Bigland was the son of Edwin Bigland, of Birkenhead in 1856. He was educated like his brother at the Sidcot School as his family were Quakers. Bigland studied art in Munich in Germany for seven years before returning to England where he lived in London, Liverpool, Beaconsfield and Buckinghamshire. He was a regular exhibitor until 1925 at institutions in London and the provinces.

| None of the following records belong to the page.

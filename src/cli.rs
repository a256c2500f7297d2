//! CLI definitions: argument parsing, subcommands, and help text.

use std::path::PathBuf;

use clap::{ArgAction, Parser, Subcommand};
use clap_complete::Shell;

use crate::core::app;

pub use clap_complete::generate;

const AFTER_HELP: &str = "\
EXAMPLES:
  groq-probe list                         Save every available model id to groq_models.txt
  groq-probe list -o models.txt           Save the id list elsewhere
  groq-probe test                         Test every known model with a fixed prompt
  groq-probe test --model qwen/qwen3-32b  Test selected models only
  groq-probe test --models my.json        Test models from a JSON list
  groq-probe dropdown                     Print the front-end dropdown markup
  groq-probe recommend                    Print model recommendations
  groq-probe completions bash             Generate bash completions

ENVIRONMENT:
  GROQ_API_KEY    API key (read from .env.local or the environment)
  GROQ_BASE_URL   API base URL (default https://api.groq.com/openai/v1)
";

/// Command-line arguments for the application.
#[derive(Parser)]
#[command(
    author,
    version,
    about = "List and smoke-test the models served by the Groq API",
    after_help = AFTER_HELP
)]
pub struct Args {
    #[command(subcommand)]
    pub command: Commands,

    /// Env file loaded before the process environment
    #[arg(long, global = true, default_value = app::DEFAULT_ENV_FILE)]
    pub env_file: PathBuf,

    /// Increase log verbosity (use multiple times for debug)
    #[arg(short = 'v', long = "verbose", action = ArgAction::Count, global = true)]
    pub verbose: u8,

    /// Reduce log output (errors only)
    #[arg(short = 'q', long = "quiet", global = true)]
    pub quiet: bool,
}

#[derive(Subcommand)]
pub enum Commands {
    /// Fetch the model catalog and write one id per line to a file
    List {
        /// Output file (overwritten)
        #[arg(short, long, default_value = app::DEFAULT_CATALOG_OUTPUT)]
        output: PathBuf,
    },
    /// Send a fixed prompt to each known model and report which ones work
    Test {
        /// JSON file with the models to test (defaults to the built-in list)
        #[arg(long, value_name = "FILE")]
        models: Option<PathBuf>,
        /// Only test this model id (repeatable)
        #[arg(short = 'm', long = "model", value_name = "ID")]
        only: Vec<String>,
        /// Skip the dropdown, recommendations, and next steps after the summary
        #[arg(long)]
        skip_extras: bool,
    },
    /// Print the front-end dropdown markup for the curated models
    Dropdown,
    /// Print the model recommendations
    Recommend,
    /// Generate shell completion script
    Completions {
        /// Shell to generate completions for (bash, zsh, fish, powershell, elvish)
        #[arg(value_parser = clap::value_parser!(Shell))]
        shell: Shell,
    },
}

impl Args {
    /// Log level based on -v/-q flags: error, warn, info, or debug.
    pub fn log_level(&self) -> &'static str {
        if self.quiet {
            "error"
        } else if self.verbose >= 2 {
            "debug"
        } else if self.verbose >= 1 {
            "info"
        } else {
            "warn"
        }
    }
}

Bigland painted his elder brother, Alfred Bigland who was an M.P. This portrait is in the Williamson Art Gallery in Birkenhead.[1] [2] His most notable subject was the Prime Minister Gladstone, but he also went to America three times to include the department store owner Isaac H Clothier, Swarthmore College dean Elizabeth Powell Bond[3] and landowner and philanthropist William Poole Bancroft in his list of sitters.[4]
In 1891 he was elected to the Royal Society of Portrait Painters in 1891 and in 1893 he painted Elizabeth Hanbury who was then 100 years old.[5]
Bigland died aged 68[6] in 1926.[7]
Bigland has twenty paintings in British national collections.